Description
Large language models serve a variety of generative AI use cases. However, they are primarily trained on English datasets that do not possess cultural information to reach a global audience adequately.
This workshop aims to bring together researchers working on building non-English, bi-lingual, and multi-lingual language models. We are interested in all aspects, implications, and challenges of building non-English and multilingual models. This includes the following:
- Dataset sourcing and cleaning
- Best practices for mixing different languages and datasets
- Pre-training and continuous training recipes in data-constrained environments with low-resource languages
- Instruction tuning without instruction datasets available in target languages
- Benchmarking and evaluation of these models in the world where most of the public and commonly used benchmarks are in English
- Alignment with target cultural aspects
As a group, we will share our mistakes and learnings, best practices, and aspirations.

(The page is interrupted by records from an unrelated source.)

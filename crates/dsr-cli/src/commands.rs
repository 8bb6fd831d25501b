use std::collections::BTreeMap;
use std::fs;
use std::path::{Path, PathBuf};
use std::time::Instant;

use anyhow::{Context, Result, bail};
use serde::Serialize;
use tracing::{info, info_span, warn};

use dsr_index::{DeterministicEmbedder, VectorIndex, content_hash};
use dsr_map::{Pass2Strategy, map_sections};
use dsr_model::{ContentIndex, ResolvedSource, SectionMapping, TemplateSection};
use dsr_resolve::resolve_sources;

use crate::cli::{IndexArgs, MapArgs, ResolveArgs};
use dsr_cli::inputs::{
    load_content_index, load_dsr_sections, load_index_documents, load_literature_index,
    load_mapping_entries, load_template_sections,
};

/// Embedding dimension for template snapshots built by `map`.
const EMBED_DIM: usize = 256;
/// Characters of section body indexed alongside the title.
const INDEX_BODY_CHARS: usize = 200;

pub struct MapOutcome {
    pub mappings: Vec<SectionMapping>,
    pub output_path: PathBuf,
}

pub struct ResolveOutcome {
    pub resolved: BTreeMap<String, Vec<ResolvedSource>>,
    pub output_path: PathBuf,
}

pub fn run_map(args: &MapArgs) -> Result<MapOutcome> {
    let span = info_span!("map");
    let _guard = span.enter();
    let start = Instant::now();

    let dsr_sections = load_dsr_sections(&args.sections)?;
    let template_sections = load_template_sections(&args.template)?;
    let mapping_entries = match &args.mapping_table {
        Some(path) => load_mapping_entries(path)?,
        None => Vec::new(),
    };
    info!(
        dsr_sections = dsr_sections.len(),
        template_sections = template_sections.len(),
        mapping_entries = mapping_entries.len(),
        "inputs loaded"
    );

    let index = if args.no_vector {
        None
    } else {
        match &args.vector_index {
            Some(dir) => Some(template_index(dir, &template_sections)?),
            None => {
                let mut index = VectorIndex::new(Box::new(DeterministicEmbedder::new(EMBED_DIM)));
                index_templates(&mut index, &template_sections)?;
                Some(index)
            }
        }
    };
    let pass2 = match &index {
        Some(index) => Pass2Strategy::Vector(index),
        None => Pass2Strategy::Keyword,
    };

    let mappings = map_sections(
        &dsr_sections,
        &template_sections,
        &mapping_entries,
        pass2,
        None,
    );

    write_json(&args.output, &mappings)?;
    info!(
        mappings = mappings.len(),
        output = %args.output.display(),
        duration_ms = start.elapsed().as_millis(),
        "mapping complete"
    );
    Ok(MapOutcome {
        mappings,
        output_path: args.output.clone(),
    })
}

pub fn run_resolve(args: &ResolveArgs) -> Result<ResolveOutcome> {
    let span = info_span!("resolve");
    let _guard = span.enter();
    let start = Instant::now();

    let template_sections = load_template_sections(&args.template)?;
    let ib_index = load_content_index(&args.ib_index)?;
    let pbrer_index = match &args.pbrer_index {
        Some(path) => Some(load_content_index(path)?),
        None => None,
    };
    let literature = load_literature_index(args.literature.as_deref());
    info!(
        template_sections = template_sections.len(),
        ib_entries = ib_index.len(),
        pbrer_entries = pbrer_index.as_ref().map_or(0, ContentIndex::len),
        literature_entries = literature.len(),
        "inputs loaded"
    );

    let literature = if args.literature.is_some() {
        Some(&literature)
    } else {
        None
    };

    let mut resolved = BTreeMap::new();
    for section in &template_sections {
        if section.ignore || section.required_sources.is_empty() {
            continue;
        }
        let records = resolve_sources(
            &section.required_sources,
            &ib_index,
            pbrer_index.as_ref(),
            literature,
        );
        resolved.insert(section.section_id.clone(), records);
    }

    write_json(&args.output, &resolved)?;
    info!(
        sections = resolved.len(),
        output = %args.output.display(),
        duration_ms = start.elapsed().as_millis(),
        "resolution complete"
    );
    Ok(ResolveOutcome {
        resolved,
        output_path: args.output.clone(),
    })
}

pub fn run_index(args: &IndexArgs) -> Result<()> {
    let mut index = VectorIndex::new(Box::new(DeterministicEmbedder::new(args.dimension)));

    let Some(documents_path) = &args.documents else {
        if !index.load(&args.index_dir, &args.name) {
            bail!(
                "no usable snapshot named {} under {}",
                args.name,
                args.index_dir.display()
            );
        }
        println!(
            "Snapshot: {} ({} documents, dimension {})",
            args.name,
            index.ntotal(),
            index.dimension()
        );
        return Ok(());
    };

    let documents = load_index_documents(documents_path)?;
    if documents.is_empty() {
        bail!("document set {} is empty", documents_path.display());
    }
    let texts: Vec<String> = documents.iter().map(|d| d.text.clone()).collect();
    let metadata = documents.into_iter().map(|d| d.metadata).collect();
    index.add_documents(&texts, metadata, &args.source_type)?;
    let path = index.save(&args.index_dir, &args.name)?;
    println!(
        "Saved snapshot: {} ({} documents, dimension {})",
        path.display(),
        index.ntotal(),
        index.dimension()
    );
    Ok(())
}

/// Build or reuse a template snapshot keyed by content hash.
///
/// The snapshot name carries the hash of the indexed texts, so a rerun
/// over unchanged templates loads the existing snapshot instead of
/// re-embedding.
fn template_index(dir: &Path, template_sections: &[TemplateSection]) -> Result<VectorIndex> {
    let texts: Vec<String> = template_sections.iter().map(index_text).collect();
    let name = format!("templates-{}", content_hash(&texts));
    let mut index = VectorIndex::new(Box::new(DeterministicEmbedder::new(EMBED_DIM)));
    if index.load(dir, &name) {
        info!(snapshot = %name, documents = index.ntotal(), "reusing template snapshot");
        return Ok(index);
    }
    index_templates(&mut index, template_sections)?;
    let path = index.save(dir, &name)?;
    info!(snapshot = %path.display(), documents = index.ntotal(), "built template snapshot");
    Ok(index)
}

fn index_templates(index: &mut VectorIndex, template_sections: &[TemplateSection]) -> Result<()> {
    if template_sections.is_empty() {
        warn!("no template sections to index");
        return Ok(());
    }
    let texts: Vec<String> = template_sections.iter().map(index_text).collect();
    let metadata = template_sections
        .iter()
        .map(|t| {
            let mut meta = BTreeMap::new();
            meta.insert("section_id".to_string(), t.section_id.clone());
            meta.insert("title".to_string(), t.title.clone());
            meta
        })
        .collect();
    index
        .add_documents(&texts, metadata, "template")
        .context("index template sections")?;
    Ok(())
}

/// Text indexed per template section, mirroring the query shape used by
/// the similarity pass (title plus a body prefix).
fn index_text(section: &TemplateSection) -> String {
    let prefix: String = section.body.chars().take(INDEX_BODY_CHARS).collect();
    format!("{} {}", section.title, prefix)
}

fn write_json<T: Serialize>(path: &Path, value: &T) -> Result<()> {
    if let Some(parent) = path.parent()
        && !parent.as_os_str().is_empty()
    {
        fs::create_dir_all(parent)
            .with_context(|| format!("create output directory {}", parent.display()))?;
    }
    let json = serde_json::to_string_pretty(value).context("serialize output")?;
    fs::write(path, json).with_context(|| format!("write {}", path.display()))
}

We aim to bring together experts in the field, engage in a meaningful dialogue, and foster solutions that promote equity and inclusivity in the AI landscape.
Session I
Neha Sengupta
Principal Applied Scientist, G42
Developing Arabic centric bilingual LLMs
Abstract: This talk will present an overview of our experience of training Jais and Jais-chat, a family of Arabic centric bilingual LLMs. The Jais and Jais-chat models were trained by Core42, Cerebras ,and MBZUAI in collaboration on the Condor Galaxy supercomputer. At 30 Billion parameters, Jais and Jais-chat are the world’s largest and best performing Arabic centric open LLMs.
We will begin by discussing the motivating factors and primary challenges of training Jais, including those of Arabic data collection and processing. We will dive into the supervised fine-tuning data and methodology for building Jais-chat, a bilingual Arabic-centric chat model. We will also discuss our ongoing work and preliminary results on aligning Jais-chat to human preferences. Finally, we will conclude with the ways to access Jais, and the roadmap ahead.
Joel Hestness
Principal Research Scientist, Cerebras Systems
Pretraining the Jais Bilingual Arabic-English Language Models
Abstract: In this talk, we will present details of the pretraining process for Jais models, a series of bilingual Arabic-English language models. Jais models are the current best Arabic models, and they show English capability competitive with state-of-the-art models, even when trained with fewer English tokens. We have scaled Jais models to 13B and 30B parameters.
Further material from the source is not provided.